## Material supplied
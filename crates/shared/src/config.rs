//! Application configuration management.

use serde::Deserialize;

/// Application configuration.
#[derive(Debug, Clone, Deserialize)]
pub struct AppConfig {
    /// Server configuration.
    #[serde(default)]
    pub server: ServerConfig,
    /// Database configuration.
    pub database: DatabaseConfig,
    /// Mailbox provider configuration.
    #[serde(default)]
    pub mailbox: MailboxConfig,
    /// Extraction service configuration.
    #[serde(default)]
    pub extraction: ExtractionConfig,
    /// Notification delivery configuration.
    #[serde(default)]
    pub notifications: NotificationConfig,
    /// Scheduler sweep configuration.
    #[serde(default)]
    pub sync: SyncConfig,
    /// Budget monitoring configuration.
    #[serde(default)]
    pub budget: BudgetConfig,
}

/// Server configuration.
#[derive(Debug, Clone, Deserialize)]
pub struct ServerConfig {
    /// Host to bind to.
    #[serde(default = "default_host")]
    pub host: String,
    /// Port to listen on.
    #[serde(default = "default_port")]
    pub port: u16,
}

impl Default for ServerConfig {
    fn default() -> Self {
        Self {
            host: default_host(),
            port: default_port(),
        }
    }
}

fn default_host() -> String {
    "0.0.0.0".to_string()
}

fn default_port() -> u16 {
    8080
}

/// Database configuration.
#[derive(Debug, Clone, Deserialize)]
pub struct DatabaseConfig {
    /// Database connection URL.
    pub url: String,
    /// Maximum number of connections in the pool.
    #[serde(default = "default_max_connections")]
    pub max_connections: u32,
    /// Minimum number of connections in the pool.
    #[serde(default = "default_min_connections")]
    pub min_connections: u32,
}

fn default_max_connections() -> u32 {
    10
}

fn default_min_connections() -> u32 {
    1
}

/// Mailbox provider (OAuth2 + message API) configuration.
#[derive(Debug, Clone, Deserialize)]
pub struct MailboxConfig {
    /// OAuth2 client id.
    #[serde(default)]
    pub client_id: String,
    /// OAuth2 client secret.
    #[serde(default)]
    pub client_secret: String,
    /// OAuth2 token endpoint used for refresh.
    #[serde(default = "default_token_url")]
    pub token_url: String,
    /// Base URL of the message API.
    #[serde(default = "default_mailbox_api_base")]
    pub api_base_url: String,
    /// Lookback window for a first-time sync.
    #[serde(default = "default_lookback_days")]
    pub lookback_days: i64,
    /// Maximum number of listing pages fetched per run.
    #[serde(default = "default_max_pages")]
    pub max_pages: u32,
    /// Page size requested from the provider.
    #[serde(default = "default_page_size")]
    pub page_size: u32,
    /// Maximum number of candidates returned per run.
    #[serde(default = "default_max_candidates")]
    pub max_candidates: usize,
    /// Timeout applied to every provider call.
    #[serde(default = "default_mailbox_timeout")]
    pub request_timeout_secs: u64,
    /// Refresh the access token when it expires within this many seconds.
    #[serde(default = "default_refresh_margin")]
    pub refresh_margin_secs: i64,
}

impl Default for MailboxConfig {
    fn default() -> Self {
        Self {
            client_id: String::new(),
            client_secret: String::new(),
            token_url: default_token_url(),
            api_base_url: default_mailbox_api_base(),
            lookback_days: default_lookback_days(),
            max_pages: default_max_pages(),
            page_size: default_page_size(),
            max_candidates: default_max_candidates(),
            request_timeout_secs: default_mailbox_timeout(),
            refresh_margin_secs: default_refresh_margin(),
        }
    }
}

fn default_token_url() -> String {
    "https://oauth2.googleapis.com/token".to_string()
}

fn default_mailbox_api_base() -> String {
    "https://gmail.googleapis.com/gmail/v1".to_string()
}

fn default_lookback_days() -> i64 {
    30
}

fn default_max_pages() -> u32 {
    5
}

fn default_page_size() -> u32 {
    25
}

fn default_max_candidates() -> usize {
    50
}

fn default_mailbox_timeout() -> u64 {
    20
}

fn default_refresh_margin() -> i64 {
    300 // 5 minutes
}

/// Generative extraction service configuration.
#[derive(Debug, Clone, Deserialize)]
pub struct ExtractionConfig {
    /// Base URL of the extraction API.
    #[serde(default = "default_extraction_api_base")]
    pub api_base_url: String,
    /// API key.
    #[serde(default)]
    pub api_key: String,
    /// Model name.
    #[serde(default = "default_extraction_model")]
    pub model: String,
    /// Timeout applied to every extraction call.
    #[serde(default = "default_extraction_timeout")]
    pub request_timeout_secs: u64,
}

impl Default for ExtractionConfig {
    fn default() -> Self {
        Self {
            api_base_url: default_extraction_api_base(),
            api_key: String::new(),
            model: default_extraction_model(),
            request_timeout_secs: default_extraction_timeout(),
        }
    }
}

fn default_extraction_api_base() -> String {
    "https://generativelanguage.googleapis.com/v1beta".to_string()
}

fn default_extraction_model() -> String {
    "gemini-2.0-flash".to_string()
}

fn default_extraction_timeout() -> u64 {
    45
}

/// Notification delivery configuration.
#[derive(Debug, Clone, Deserialize)]
pub struct NotificationConfig {
    /// Webhook receiving alert payloads. Alerts are only logged when unset.
    #[serde(default)]
    pub webhook_url: Option<String>,
    /// Public base URL used to build deep links in alerts.
    #[serde(default = "default_app_base_url")]
    pub app_base_url: String,
    /// Timeout applied to every delivery.
    #[serde(default = "default_notify_timeout")]
    pub request_timeout_secs: u64,
}

impl Default for NotificationConfig {
    fn default() -> Self {
        Self {
            webhook_url: None,
            app_base_url: default_app_base_url(),
            request_timeout_secs: default_notify_timeout(),
        }
    }
}

fn default_app_base_url() -> String {
    "http://localhost:3000".to_string()
}

fn default_notify_timeout() -> u64 {
    10
}

/// Scheduler sweep configuration.
#[derive(Debug, Clone, Deserialize)]
pub struct SyncConfig {
    /// Shared secret expected from the periodic trigger.
    #[serde(default)]
    pub cron_secret: String,
    /// Messages processed concurrently within one user's run.
    #[serde(default = "default_message_concurrency")]
    pub message_concurrency: usize,
    /// Users processed concurrently within one sweep.
    #[serde(default = "default_user_concurrency")]
    pub user_concurrency: usize,
}

impl Default for SyncConfig {
    fn default() -> Self {
        Self {
            cron_secret: String::new(),
            message_concurrency: default_message_concurrency(),
            user_concurrency: default_user_concurrency(),
        }
    }
}

fn default_message_concurrency() -> usize {
    4
}

fn default_user_concurrency() -> usize {
    2
}

/// Budget monitoring configuration.
#[derive(Debug, Clone, Deserialize)]
pub struct BudgetConfig {
    /// IANA timezone used to decide what "today" is for period windows.
    #[serde(default = "default_timezone")]
    pub timezone: String,
    /// First day of a weekly period (e.g. "sunday").
    #[serde(default = "default_week_start")]
    pub week_start: String,
    /// Suppress repeated alerts for the same crossing within one period.
    #[serde(default = "default_dedupe_alerts")]
    pub dedupe_alerts: bool,
}

impl Default for BudgetConfig {
    fn default() -> Self {
        Self {
            timezone: default_timezone(),
            week_start: default_week_start(),
            dedupe_alerts: default_dedupe_alerts(),
        }
    }
}

fn default_timezone() -> String {
    "UTC".to_string()
}

fn default_week_start() -> String {
    "sunday".to_string()
}

fn default_dedupe_alerts() -> bool {
    true
}

impl AppConfig {
    /// Loads configuration from environment and config files.
    ///
    /// # Errors
    ///
    /// Returns an error if configuration cannot be loaded.
    pub fn load() -> Result<Self, config::ConfigError> {
        let run_mode = std::env::var("RUN_MODE").unwrap_or_else(|_| "development".to_string());

        let config = config::Config::builder()
            .add_source(config::File::with_name("config/default").required(false))
            .add_source(config::File::with_name(&format!("config/{run_mode}")).required(false))
            .add_source(config::Environment::with_prefix("TALLY").separator("__"))
            .build()?;

        config.try_deserialize()
    }
}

## Task requirements
Each line of the material should be returned exactly as it stands.

## Response to the exercise
filename crates/shared/src/config.rs
//! Application configuration management.

use serde::Deserialize;

/// Application configuration.
#[derive(Debug, Clone, Deserialize)]
pub struct AppConfig {
    /// Server configuration.
    #[serde(default)]
    pub server: ServerConfig,
    /// Database configuration.
    pub database: DatabaseConfig,
    /// Mailbox provider configuration.
    #[serde(default)]
    pub mailbox: MailboxConfig,
    /// Extraction service configuration.
    #[serde(default)]
    pub extraction: ExtractionConfig,
    /// Notification delivery configuration.
    #[serde(default)]
    pub notifications: NotificationConfig,
    /// Scheduler sweep configuration.
    #[serde(default)]
    pub sync: SyncConfig,
    /// Budget monitoring configuration.
    #[serde(default)]
    pub budget: BudgetConfig,
}

/// Server configuration.
#[derive(Debug, Clone, Deserialize)]
pub struct ServerConfig {
    /// Host to bind to.
    #[serde(default = "default_host")]
    pub host: String,
    /// Port to listen on.
    #[serde(default = "default_port")]
    pub port: u16,
}

impl Default for ServerConfig {
    fn default() -> Self {
        Self {
            host: default_host(),
            port: default_port(),
        }
    }
}

fn default_host() -> String {
    "0.0.0.0".to_string()
}

fn default_port() -> u16 {
    8080
}

/// Database configuration.
#[derive(Debug, Clone, Deserialize)]
pub struct DatabaseConfig {
    /// Database connection URL.
    pub url: String,
    /// Maximum number of connections in the pool.
    #[serde(default = "default_max_connections")]
    pub max_connections: u32,
    /// Minimum number of connections in the pool.
    #[serde(default = "default_min_connections")]
    pub min_connections: u32,
}

fn default_max_connections() -> u32 {
    10
}

fn default_min_connections() -> u32 {
    1
}

/// Mailbox provider (OAuth2 + message API) configuration.
#[derive(Debug, Clone, Deserialize)]
pub struct MailboxConfig {
    /// OAuth2 client id.
    #[serde(default)]
    pub client_id: String,
    /// OAuth2 client secret.
    #[serde(default)]
    pub client_secret: String,
    /// OAuth2 token endpoint used for refresh.
    #[serde(default = "default_token_url")]
    pub token_url: String,
    /// Base URL of the message API.
    #[serde(default = "default_mailbox_api_base")]
    pub api_base_url: String,
    /// Lookback window for a first-time sync.
    #[serde(default = "default_lookback_days")]
    pub lookback_days: i64,
    /// Maximum number of listing pages fetched per run.
    #[serde(default = "default_max_pages")]
    pub max_pages: u32,
    /// Page size requested from the provider.
    #[serde(default = "default_page_size")]
    pub page_size: u32,
    /// Maximum number of candidates returned per run.
    #[serde(default = "default_max_candidates")]
    pub max_candidates: usize,
    /// Timeout applied to every provider call.
    #[serde(default = "default_mailbox_timeout")]
    pub request_timeout_secs: u64,
    /// Refresh the access token when it expires within this many seconds.
    #[serde(default = "default_refresh_margin")]
    pub refresh_margin_secs: i64,
}

impl Default for MailboxConfig {
    fn default() -> Self {
        Self {
            client_id: String::new(),
            client_secret: String::new(),
            token_url: default_token_url(),
            api_base_url: default_mailbox_api_base(),
            lookback_days: default_lookback_days(),
            max_pages: default_max_pages(),
            page_size: default_page_size(),
            max_candidates: default_max_candidates(),
            request_timeout_secs: default_mailbox_timeout(),
            refresh_margin_secs: default_refresh_margin(),
        }
    }
}

fn default_token_url() -> String {
    "https://oauth2.googleapis.com/token".to_string()
}

fn default_mailbox_api_base() -> String {
    "https://gmail.googleapis.com/gmail/v1".to_string()
}

fn default_lookback_days() -> i64 {
    30
}

fn default_max_pages() -> u32 {
    5
}

fn default_page_size() -> u32 {
    25
}

fn default_max_candidates() -> usize {
    50
}

fn default_mailbox_timeout() -> u64 {
    20
}

fn default_refresh_margin() -> i64 {
    300 // 5 minutes
}

/// Generative extraction service configuration.
#[derive(Debug, Clone, Deserialize)]
pub struct ExtractionConfig {
    /// Base URL of the extraction API.
    #[serde(default = "default_extraction_api_base")]
    pub api_base_url: String,
    /// API key.
    #[serde(default)]
    pub api_key: String,
    /// Model name.
    #[serde(default = "default_extraction_model")]
    pub model: String,
    /// Timeout applied to every extraction call.
    #[serde(default = "default_extraction_timeout")]
    pub request_timeout_secs: u64,
}

impl Default for ExtractionConfig {
    fn default() -> Self {
        Self {
            api_base_url: default_extraction_api_base(),
            api_key: String::new(),
            model: default_extraction_model(),
            request_timeout_secs: default_extraction_timeout(),
        }
    }
}

fn default_extraction_api_base() -> String {
    "https://generativelanguage.googleapis.com/v1beta".to_string()
}

fn default_extraction_model() -> String {
    "gemini-2.0-flash".to_string()
}

fn default_extraction_timeout() -> u64 {
    45
}

/// Notification delivery configuration.
#[derive(Debug, Clone, Deserialize)]
pub struct NotificationConfig {
    /// Webhook receiving alert payloads. Alerts are only logged when unset.
    #[serde(default)]
    pub webhook_url: Option<String>,
    /// Public base URL used to build deep links in alerts.
    #[serde(default = "default_app_base_url")]
    pub app_base_url: String,
    /// Timeout applied to every delivery.
    #[serde(default = "default_notify_timeout")]
    pub request_timeout_secs: u64,
}

impl Default for NotificationConfig {
    fn default() -> Self {
        Self {
            webhook_url: None,
            app_base_url: default_app_base_url(),
            request_timeout_secs: default_notify_timeout(),
        }
    }
}

fn default_app_base_url() -> String {
    "http://localhost:3000".to_string()
}

fn default_notify_timeout() -> u64 {
    10
}

/// Scheduler sweep configuration.
#[derive(Debug, Clone, Deserialize)]
pub struct SyncConfig {
    /// Shared secret expected from the periodic trigger.
    #[serde(default)]
    pub cron_secret: String,
    /// Messages processed concurrently within one user's run.
    #[serde(default = "default_message_concurrency")]
    pub message_concurrency: usize,
    /// Users processed concurrently within one sweep.
    #[serde(default = "default_user_concurrency")]
    pub user_concurrency: usize,
}

impl Default for SyncConfig {
    fn default() -> Self {
        Self {
            cron_secret: String::new(),
            message_concurrency: default_message_concurrency(),
            user_concurrency: default_user_concurrency(),
        }
    }
}

fn default_message_concurrency() -> usize {
    4
}

fn default_user_concurrency() -> usize {
    2
}

/// Budget monitoring configuration.
#[derive(Debug, Clone, Deserialize)]
pub struct BudgetConfig {
    /// IANA timezone used to decide what "today" is for period windows.
    #[serde(default = "default_timezone")]
    pub timezone: String,
    /// First day of a weekly period (e.g. "sunday").
    #[serde(default = "default_week_start")]
    pub week_start: String,
    /// Suppress repeated alerts for the same crossing within one period.
    #[serde(default = "default_dedupe_alerts")]
    pub dedupe_alerts: bool,
}

impl Default for BudgetConfig {
    fn default() -> Self {
        Self {
            timezone: default_timezone(),
            week_start: default_week_start(),
            dedupe_alerts: default_dedupe_alerts(),
        }
    }
}

fn default_timezone() -> String {
    "UTC".to_string()
}

fn default_week_start() -> String {
    "sunday".to_string()
}

fn default_dedupe_alerts() -> bool {
    true
}

impl AppConfig {
    /// Loads configuration from environment and config files.
    ///
    /// # Errors
    ///
    /// Returns an error if configuration cannot be loaded.
    pub fn load() -> Result<Self, config::ConfigError> {
        let run_mode = std::env::var("RUN_MODE").unwrap_or_else(|_| "development".to_string());

        let config = config::Config::builder()
            .add_source(config::File::with_name("config/default").required(false))
            .add_source(config::File::with_name(&format!("config/{run_mode}")).required(false))
            .add_source(config::Environment::with_prefix("TALLY").separator("__"))
            .build()?;

        config.try_deserialize()
    }
}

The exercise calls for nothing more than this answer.